Work to complete: Wherever the string "expected" turns up in the data, copy the whole line.

Exercise data:
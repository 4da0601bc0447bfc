//! Flute - Jet-Driven Bore Waveguide
//!
//! ```text
//!                    ┌──── jet reflection ←────┐
//!                    ↓                         │
//! breath ──→ (+) ──→ [jet delay] ──→ [jet table] ──→ (+) ──→ [bore delay] ──┬──→ out
//!  ↑                                                  ↑                     │
//! noise + vibrato                        end reflection ←── [DC] ←── [−LP] ─┘
//! ```
//!
//! The breath pressure is shaped by an ADSR and perturbed by noise and a
//! sine vibrato. The jet table is the cubic nonlinearity `x(x² − 1)` that
//! models the air jet flipping in and out of the embouchure hole.

use crate::dsp::delay::DelayL;
use crate::dsp::envelope::Adsr;
use crate::dsp::filter::{DcBlock, OnePole};
use crate::dsp::noise::Noise;
use crate::dsp::table::JetTable;
use crate::dsp::wavetable::WaveTable;
use crate::instrument::{checked_frequency, clamp_amplitude, control, normalize_control, Instrument};
use crate::{rate_at, REFERENCE_SAMPLE_RATE};

const VIBRATO_TABLE_LENGTH: usize = 256;

/// Slowest breath release at the reference rate, about 0.2 s from full pressure.
const MIN_RELEASE_RATE: f32 = 0.0002;

#[derive(Debug, Clone)]
pub struct Flute {
    sample_rate: f32,
    jet_delay: DelayL,
    bore_delay: DelayL,
    jet_table: JetTable,
    filter: OnePole,
    dc_block: DcBlock,
    noise: Noise,
    adsr: Adsr,
    vibrato: WaveTable,
    last_frequency: f32,
    max_pressure: f32,
    jet_reflection: f32,
    end_reflection: f32,
    noise_gain: f32,
    vibrato_gain: f32,
    output_gain: f32,
    jet_ratio: f32,
    last_out: f32,
}

impl Flute {
    pub fn new(sample_rate: f32, lowest_frequency: f32) -> Self {
        let lowest = checked_frequency("Flute", lowest_frequency);
        // The bore sounds a fifth below the played pitch.
        let bore_capacity = (1.5 * sample_rate / lowest) as usize + 2;
        let jet_capacity = bore_capacity * 3 / 5 + 1;

        let mut filter = OnePole::new();
        filter.set_pole(0.7 - 0.1 * REFERENCE_SAMPLE_RATE / sample_rate);
        filter.set_gain(-1.0);

        let mut adsr = Adsr::new(sample_rate);
        adsr.set_all_times(0.005, 0.01, 0.8, 0.010);

        let mut vibrato = WaveTable::sine(VIBRATO_TABLE_LENGTH);
        vibrato.set_frequency(5.925, sample_rate);

        let mut flute = Self {
            sample_rate,
            jet_delay: DelayL::new(jet_capacity),
            bore_delay: DelayL::new(bore_capacity),
            jet_table: JetTable::new(),
            filter,
            dc_block: DcBlock::new(0.99),
            noise: Noise::new(),
            adsr,
            vibrato,
            last_frequency: 220.0,
            max_pressure: 0.0,
            jet_reflection: 0.5,
            end_reflection: 0.5,
            noise_gain: 0.15,
            vibrato_gain: 0.05,
            output_gain: 1.0,
            jet_ratio: 0.32,
            last_out: 0.0,
        };
        flute.set_frequency(220.0);
        flute
    }

    pub fn with_seed(mut self, seed: u64) -> Self {
        self.noise.reseed(seed);
        self
    }

    /// Jet length as a fraction of the bore length.
    pub fn set_jet_delay(&mut self, ratio: f32) {
        self.jet_ratio = ratio;
        self.jet_delay.set_delay(self.bore_delay.delay() * ratio);
    }

    pub fn set_jet_reflection(&mut self, coefficient: f32) {
        self.jet_reflection = coefficient;
    }

    pub fn set_end_reflection(&mut self, coefficient: f32) {
        self.end_reflection = coefficient;
    }

    pub fn set_noise_gain(&mut self, gain: f32) {
        self.noise_gain = gain;
    }

    pub fn set_vibrato_frequency(&mut self, frequency: f32) {
        self.vibrato.set_frequency(frequency, self.sample_rate);
    }

    pub fn set_vibrato_gain(&mut self, gain: f32) {
        self.vibrato_gain = gain;
    }

    /// Ramp the breath up to `amplitude` at `rate` per sample.
    pub fn start_blowing(&mut self, amplitude: f32, rate: f32) {
        if amplitude <= 0.0 || rate <= 0.0 {
            log::warn!("Flute: start_blowing needs positive amplitude and rate");
            return;
        }
        self.adsr.set_attack_rate(rate);
        self.max_pressure = amplitude / 0.8;
        self.adsr.key_on();
    }

    /// Let the breath fall to zero at `rate` per sample.
    ///
    /// A non-positive rate still releases, at the slowest allowed rate.
    pub fn stop_blowing(&mut self, rate: f32) {
        let floor = rate_at(MIN_RELEASE_RATE, self.sample_rate);
        let rate = if rate > 0.0 {
            rate
        } else {
            log::warn!("Flute: stop_blowing needs a positive rate; using {floor}");
            floor
        };
        self.adsr.set_release_rate(rate);
        self.adsr.key_off();
    }

    pub fn clear(&mut self) {
        self.jet_delay.clear();
        self.bore_delay.clear();
        self.filter.clear();
        self.dc_block.clear();
        self.last_out = 0.0;
    }
}

impl Instrument for Flute {
    fn set_frequency(&mut self, frequency: f32) {
        let frequency = checked_frequency("Flute", frequency);
        self.last_frequency = frequency * 0.66666;
        // Less the filter delay and the one-sample feedback delay.
        let delay = self.sample_rate / self.last_frequency - 2.0;
        self.bore_delay.set_delay(delay);
        self.jet_delay.set_delay(delay * self.jet_ratio);
    }

    fn note_on(&mut self, frequency: f32, amplitude: f32) {
        let amplitude = clamp_amplitude("Flute", amplitude);
        self.set_frequency(frequency);
        self.start_blowing(1.1 + amplitude * 0.2, rate_at(amplitude * 0.02, self.sample_rate));
        self.output_gain = amplitude + 0.001;
    }

    fn note_off(&mut self, amplitude: f32) {
        let amplitude = clamp_amplitude("Flute", amplitude);
        let rate = (amplitude * 0.02).max(MIN_RELEASE_RATE);
        self.stop_blowing(rate_at(rate, self.sample_rate));
    }

    fn control_change(&mut self, number: u16, value: f32) {
        let norm = normalize_control("Flute", value);
        match number {
            control::JET_DELAY => self.set_jet_delay(0.08 + 0.48 * norm),
            control::NOISE_GAIN => self.set_noise_gain(norm * 0.4),
            control::VIBRATO_FREQUENCY => self.set_vibrato_frequency(norm * 12.0),
            control::VIBRATO_GAIN => self.set_vibrato_gain(norm * 0.4),
            control::BREATH_PRESSURE => self.adsr.set_target(norm),
            _ => log::warn!("Flute: undefined control number {number}"),
        }
    }

    #[inline]
    fn tick(&mut self) -> f32 {
        let mut breath = self.max_pressure * self.adsr.tick();
        breath += breath * (self.noise_gain * self.noise.tick() + self.vibrato_gain * self.vibrato.tick());

        let reflection = self.dc_block.tick(self.filter.tick(self.bore_delay.last_out()));
        let jet = self.jet_delay.tick(breath - self.jet_reflection * reflection);
        let pressure = self.jet_table.lookup(jet) + self.end_reflection * reflection;

        self.last_out = 0.3 * self.bore_delay.tick(pressure) * self.output_gain;
        self.last_out
    }

    fn last_out(&self) -> f32 {
        self.last_out
    }
}

#[cfg(test)]
mod tests {
    use super::*;

    #[test]
    fn blowing_builds_a_tone() {
        let mut flute = Flute::new(22_050.0, 100.0).with_seed(2);
        flute.note_on(440.0, 0.8);
        let out: Vec<f32> = (0..22_050).map(|_| flute.tick()).collect();
        let energy: f32 = out[11_025..].iter().map(|x| x * x).sum();
        assert!(energy > 0.0);
        assert!(out.iter().all(|x| x.is_finite() && x.abs() < 5.0));
    }

    #[test]
    fn note_off_releases_the_breath() {
        let mut flute = Flute::new(22_050.0, 100.0).with_seed(2);
        flute.note_on(440.0, 0.8);
        for _ in 0..4_000 {
            flute.tick();
        }
        flute.note_off(0.8);
        for _ in 0..4_000 {
            flute.tick();
        }
        assert_eq!(flute.adsr.last_out(), 0.0);
    }

    #[test]
    fn silent_note_off_still_releases() {
        let mut flute = Flute::new(22_050.0, 100.0).with_seed(2);
        flute.note_on(440.0, 0.8);
        let held: f32 = (0..4_000).map(|_| flute.tick().powi(2)).sum();
        assert!(held > 0.0);

        flute.note_off(0.0);
        for _ in 0..22_050 {
            flute.tick();
        }
        assert_eq!(flute.adsr.last_out(), 0.0);
        let late: f32 = (0..4_000).map(|_| flute.tick().powi(2)).sum();
        assert!(late < held * 1e-3, "late={late}, held={held}");
    }

    #[test]
    fn stop_blowing_with_zero_rate_releases() {
        let mut flute = Flute::new(22_050.0, 100.0);
        flute.start_blowing(1.0, 0.01);
        for _ in 0..1_000 {
            flute.tick();
        }
        flute.stop_blowing(0.0);
        for _ in 0..22_050 {
            flute.tick();
        }
        assert_eq!(flute.adsr.last_out(), 0.0);
    }

    #[test]
    fn jet_delay_tracks_bore() {
        let mut flute = Flute::new(22_050.0, 100.0);
        flute.set_frequency(330.0);
        flute.control_change(control::JET_DELAY, 64.0);
        let expected = flute.bore_delay.delay() * 0.32;
        assert!((flute.jet_delay.delay() - expected).abs() < 1e-3);
    }

    #[test]
    fn breath_pressure_control_sets_envelope_target() {
        let mut flute = Flute::new(22_050.0, 100.0);
        flute.control_change(control::BREATH_PRESSURE, 96.0);
        assert!((flute.adsr.target() - 0.75).abs() < 1e-6);
    }
}
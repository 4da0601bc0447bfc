//! Control-change numbers understood by the instruments.
//!
//! Values travel in MIDI range `0..=128`; each instrument normalizes them by
//! 1/128 before use. Not every instrument answers every number.

pub const MOD_WHEEL: u16 = 1;
pub const BREATH: u16 = 2;
pub const FOOT: u16 = 4;
pub const BALANCE: u16 = 8;
pub const EXPRESSION: u16 = 11;
pub const GENERAL_1: u16 = 16;
pub const SUSTAIN: u16 = 64;
pub const PORTAMENTO: u16 = 65;
pub const AFTERTOUCH: u16 = 128;

/// Shaker preset selection; outside the 7-bit MIDI controller space.
pub const SHAKER_PRESET: u16 = 1071;

// Names as used by the individual instruments.

pub const DETUNE: u16 = MOD_WHEEL;
pub const BODY_SIZE: u16 = BREATH;
pub const PLUCK_POSITION: u16 = FOOT;
pub const STRING_DAMPING: u16 = EXPRESSION;

pub const JET_DELAY: u16 = BREATH;
pub const NOISE_GAIN: u16 = FOOT;
pub const VIBRATO_FREQUENCY: u16 = EXPRESSION;
pub const VIBRATO_GAIN: u16 = MOD_WHEEL;
pub const BREATH_PRESSURE: u16 = AFTERTOUCH;

pub const BOW_PRESSURE: u16 = BREATH;
pub const BOW_MOTION: u16 = FOOT;
pub const STRIKE_POSITION: u16 = BALANCE;
pub const INTEGRATION: u16 = EXPRESSION;
pub const MODE_GAIN: u16 = MOD_WHEEL;
pub const BAR_PRESET: u16 = GENERAL_1;
pub const BOW_VELOCITY: u16 = AFTERTOUCH;

pub const SHAKE_ENERGY: u16 = BREATH;
pub const OBJECT_COUNT: u16 = FOOT;
pub const SYSTEM_DECAY: u16 = EXPRESSION;
pub const RESONANCE_FREQUENCY: u16 = MOD_WHEEL;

Task response:
        let expected = flute.bore_delay.delay() * 0.32;
        assert!((flute.jet_delay.delay() - expected).abs() < 1e-3);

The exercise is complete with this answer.